Exercise details
Begin at the line containing "buf[0] = self.flags;" in the entries below and end at the line containing "flag bits are 0"; transcribe that range exactly and nothing outside it.

Input data
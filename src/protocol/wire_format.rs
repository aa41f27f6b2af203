//! Wire format encoding and decoding.
//!
//! Implements the 11-byte header format:
//! ```text
//! ┌───────┬─────────────┬────────────┬─────────────┐
//! │ Flags │ Login index │ Channel len│ Payload len │
//! │ 1 byte│ 4 bytes     │ 2 bytes    │ 4 bytes     │
//! │       │ int32 BE    │ uint16 BE  │ uint32 BE   │
//! └───────┴─────────────┴────────────┴─────────────┘
//! ```
//!
//! The header is followed by `channel_len` bytes of UTF-8 channel name and
//! `payload_len` bytes of payload. All multi-byte integers are Big Endian.

use crate::direction::Direction;
use crate::error::{Error, Result};

/// Header size in bytes (fixed, exactly 11).
pub const HEADER_SIZE: usize = 11;

/// Default maximum payload size (1 MB).
pub const DEFAULT_MAX_PAYLOAD_SIZE: u32 = 1_048_576;

/// Maximum encoded channel name length.
pub const MAX_CHANNEL_NAME_LEN: u16 = 256;

/// Login index of frames that do not belong to the login phase.
pub const NO_LOGIN_INDEX: i32 = -1;

/// Flag constants for the protocol.
pub mod flags {
    /// Direction: to client (1) or to server (0).
    pub const DIRECTION_TO_CLIENT: u8 = 0b0000_0001;
    /// Login-phase payload carrying a correlation index.
    pub const LOGIN: u8 = 0b0000_0010;
    /// Remote registers the channels named in the payload.
    pub const REGISTER: u8 = 0b0000_0100;
    /// Remote unregisters the channels named in the payload.
    pub const UNREGISTER: u8 = 0b0000_1000;
    /// Server finished the login phase.
    pub const LOGIN_COMPLETE: u8 = 0b0001_0000;

    /// Reserved bits mask (bits 5-7).
    pub const RESERVED_MASK: u8 = 0b1110_0000;

    /// Bits that turn a frame into a control frame (no channel).
    pub const CONTROL_MASK: u8 = REGISTER | UNREGISTER | LOGIN_COMPLETE;

    /// Check if a specific flag is set.
    #[inline]
    pub fn has_flag(flags: u8, flag: u8) -> bool {
        flags & flag != 0
    }
}

/// Decoded header from wire format.
#[derive(Debug, Clone, Copy, PartialEq, Eq)]
pub struct Header {
    /// Flags byte (see `flags` module).
    pub flags: u8,
    /// Correlation index (-1 outside the login phase).
    pub login_index: i32,
    /// Channel name length in bytes (0 for control frames).
    pub channel_len: u16,
    /// Payload length in bytes.
    pub payload_length: u32,
}

impl Header {
    /// Create a new header.
    pub fn new(flags: u8, login_index: i32, channel_len: u16, payload_length: u32) -> Self {
        Self {
            flags,
            login_index,
            channel_len,
            payload_length,
        }
    }

    /// Flags for a frame traveling in `direction`.
    #[inline]
    pub fn direction_flags(direction: Direction) -> u8 {
        match direction {
            Direction::ToServer => 0,
            Direction::ToClient => flags::DIRECTION_TO_CLIENT,
        }
    }

    /// Encode header to bytes (Big Endian).
    ///
    /// # Example
    ///
    /// ```
    /// use sidenet::protocol::{Header, flags};
    ///
    /// let header = Header::new(flags::LOGIN, 3, 12, 100);
    /// let bytes = header.encode();
    /// assert_eq!(bytes.len(), 11);
    /// ```
    pub fn encode(&self) -> [u8; HEADER_SIZE] {
        let mut buf = [0u8; HEADER_SIZE];
        self.encode_into(&mut buf);
        buf
    }

    /// Encode header into an existing buffer.
    ///
    /// # Panics
    ///
    /// Panics if buffer is smaller than `HEADER_SIZE` (11 bytes).
    pub fn encode_into(&self, buf: &mut [u8]) {
        debug_assert!(buf.len() >= HEADER_SIZE);
        buf[0] = self.flags;
        buf[1..5].copy_from_slice(&self.login_index.to_be_bytes());
        buf[5..7].copy_from_slice(&self.channel_len.to_be_bytes());
        buf[7..11].copy_from_slice(&self.payload_length.to_be_bytes());
    }

    /// Decode header from bytes (Big Endian).
    ///
    /// Returns `None` if buffer is too short.
    pub fn decode(buf: &[u8]) -> Option<Self> {
        if buf.len() < HEADER_SIZE {
            return None;
        }
        Some(Self {
            flags: buf[0],
            login_index: i32::from_be_bytes([buf[1], buf[2], buf[3], buf[4]]),
            channel_len: u16::from_be_bytes([buf[5], buf[6]]),
            payload_length: u32::from_be_bytes([buf[7], buf[8], buf[9], buf[10]]),
        })
    }

    /// Validate the header for protocol compliance.
    ///
    /// Checks:
    /// - Reserved flag bits are 0
    /// - At most one control bit is set, and control frames carry no channel
    /// - Data frames carry a channel name of bounded length
    /// - Payload length doesn't exceed max
    pub fn validate(&self, max_payload_size: u32) -> Result<()> {
        if self.flags & flags::RESERVED_MASK != 0 {
            return Err(Error::Protocol("Reserved flag bits must be 0".to_string()));
        }

        let control = self.flags & flags::CONTROL_MASK;
        if control.count_ones() > 1 {
            return Err(Error::Protocol(format!(
                "Conflicting control flags 0x{:02x}",
                control
            )));
        }

        if control != 0 && self.channel_len != 0 {
            return Err(Error::Protocol(
                "Control frames must not name a channel".to_string(),
            ));
        }

        if control == 0 && self.channel_len == 0 {
            return Err(Error::Protocol(
                "Payload frames must name a channel".to_string(),
            ));
        }

        if self.channel_len > MAX_CHANNEL_NAME_LEN {
            return Err(Error::Protocol(format!(
                "Channel name length {} exceeds maximum {}",
                self.channel_len, MAX_CHANNEL_NAME_LEN
            )));
        }

        if self.payload_length > max_payload_size {
            return Err(Error::Protocol(format!(
                "Payload size {} exceeds maximum {}",
                self.payload_length, max_payload_size
            )));
        }

        Ok(())
    }

    /// Direction encoded in the flags.
    #[inline]
    pub fn direction(&self) -> Direction {
        if flags::has_flag(self.flags, flags::DIRECTION_TO_CLIENT) {
            Direction::ToClient
        } else {
            Direction::ToServer
        }
    }

    #[inline]
    pub fn is_login(&self) -> bool {
        flags::has_flag(self.flags, flags::LOGIN)
    }

    #[inline]
    pub fn is_register(&self) -> bool {
        flags::has_flag(self.flags, flags::REGISTER)
    }

    #[inline]
    pub fn is_unregister(&self) -> bool {
        flags::has_flag(self.flags, flags::UNREGISTER)
    }

    #[inline]
    pub fn is_login_complete(&self) -> bool {
        flags::has_flag(self.flags, flags::LOGIN_COMPLETE)
    }

    /// Total body size following the header.
    #[inline]
    pub fn body_len(&self) -> usize {
        self.channel_len as usize + self.payload_length as usize
    }
}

Solved exercise
        buf[0] = self.flags;
        buf[1..5].copy_from_slice(&self.login_index.to_be_bytes());
        buf[5..7].copy_from_slice(&self.channel_len.to_be_bytes());
        buf[7..11].copy_from_slice(&self.payload_length.to_be_bytes());
    }

    /// Decode header from bytes (Big Endian).
    ///
    /// Returns `None` if buffer is too short.
    pub fn decode(buf: &[u8]) -> Option<Self> {
        if buf.len() < HEADER_SIZE {
            return None;
        }
        Some(Self {
            flags: buf[0],
            login_index: i32::from_be_bytes([buf[1], buf[2], buf[3], buf[4]]),
            channel_len: u16::from_be_bytes([buf[5], buf[6]]),
            payload_length: u32::from_be_bytes([buf[7], buf[8], buf[9], buf[10]]),
        })
    }

    /// Validate the header for protocol compliance.
    ///
    /// Checks:
    /// - Reserved flag bits are 0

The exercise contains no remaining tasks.